[Saved entries]
Segment Open
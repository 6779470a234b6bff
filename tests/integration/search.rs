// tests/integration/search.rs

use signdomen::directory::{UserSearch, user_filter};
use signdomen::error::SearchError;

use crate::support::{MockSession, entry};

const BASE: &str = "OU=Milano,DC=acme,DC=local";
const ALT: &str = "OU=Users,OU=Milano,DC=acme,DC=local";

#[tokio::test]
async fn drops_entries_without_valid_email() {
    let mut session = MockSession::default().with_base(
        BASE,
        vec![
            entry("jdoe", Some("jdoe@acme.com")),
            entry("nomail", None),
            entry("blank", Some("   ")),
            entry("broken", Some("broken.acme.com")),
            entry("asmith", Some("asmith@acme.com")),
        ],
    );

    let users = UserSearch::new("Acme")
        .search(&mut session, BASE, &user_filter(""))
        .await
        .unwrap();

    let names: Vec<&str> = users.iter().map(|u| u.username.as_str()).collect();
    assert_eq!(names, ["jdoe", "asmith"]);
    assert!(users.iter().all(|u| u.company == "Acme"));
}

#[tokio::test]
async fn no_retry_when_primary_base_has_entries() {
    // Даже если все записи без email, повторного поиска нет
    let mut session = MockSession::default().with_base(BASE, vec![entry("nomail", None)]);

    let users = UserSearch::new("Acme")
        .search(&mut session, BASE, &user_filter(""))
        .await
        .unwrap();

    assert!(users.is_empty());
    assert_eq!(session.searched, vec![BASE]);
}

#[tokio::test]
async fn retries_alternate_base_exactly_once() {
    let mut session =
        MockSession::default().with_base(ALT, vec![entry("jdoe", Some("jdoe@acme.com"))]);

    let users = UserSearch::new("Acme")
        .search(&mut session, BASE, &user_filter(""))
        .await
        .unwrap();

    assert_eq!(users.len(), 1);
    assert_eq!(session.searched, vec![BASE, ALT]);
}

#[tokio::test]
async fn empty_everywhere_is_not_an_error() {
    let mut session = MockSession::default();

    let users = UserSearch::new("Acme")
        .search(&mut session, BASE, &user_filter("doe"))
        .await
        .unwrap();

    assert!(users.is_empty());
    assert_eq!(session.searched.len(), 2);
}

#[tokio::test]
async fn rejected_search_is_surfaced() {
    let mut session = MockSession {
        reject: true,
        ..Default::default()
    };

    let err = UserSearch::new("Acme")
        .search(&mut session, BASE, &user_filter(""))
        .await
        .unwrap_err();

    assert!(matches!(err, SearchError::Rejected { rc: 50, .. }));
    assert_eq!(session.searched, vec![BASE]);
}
Segment Closed
Segment Open
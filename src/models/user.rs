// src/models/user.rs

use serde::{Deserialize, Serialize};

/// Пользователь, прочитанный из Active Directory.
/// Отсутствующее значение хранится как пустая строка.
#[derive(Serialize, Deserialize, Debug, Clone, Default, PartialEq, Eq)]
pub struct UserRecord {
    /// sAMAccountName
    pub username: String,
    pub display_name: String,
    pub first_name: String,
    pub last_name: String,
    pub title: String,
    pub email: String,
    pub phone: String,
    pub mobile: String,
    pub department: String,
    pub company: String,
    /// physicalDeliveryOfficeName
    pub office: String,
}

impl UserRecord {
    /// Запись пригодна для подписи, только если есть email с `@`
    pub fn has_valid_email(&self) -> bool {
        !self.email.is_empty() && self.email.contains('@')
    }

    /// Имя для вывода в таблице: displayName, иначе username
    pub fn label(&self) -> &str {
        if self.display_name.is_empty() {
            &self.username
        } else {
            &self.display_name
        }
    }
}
Segment Closed
ACTIVITY.
Taking the records above as input, show every line in which the word "String" is present.

EXPECTED OUTPUT.
    pub username: String,
    pub display_name: String,
    pub first_name: String,
    pub last_name: String,
    pub title: String,
    pub email: String,
    pub phone: String,
    pub mobile: String,
    pub department: String,
    pub company: String,
    pub office: String,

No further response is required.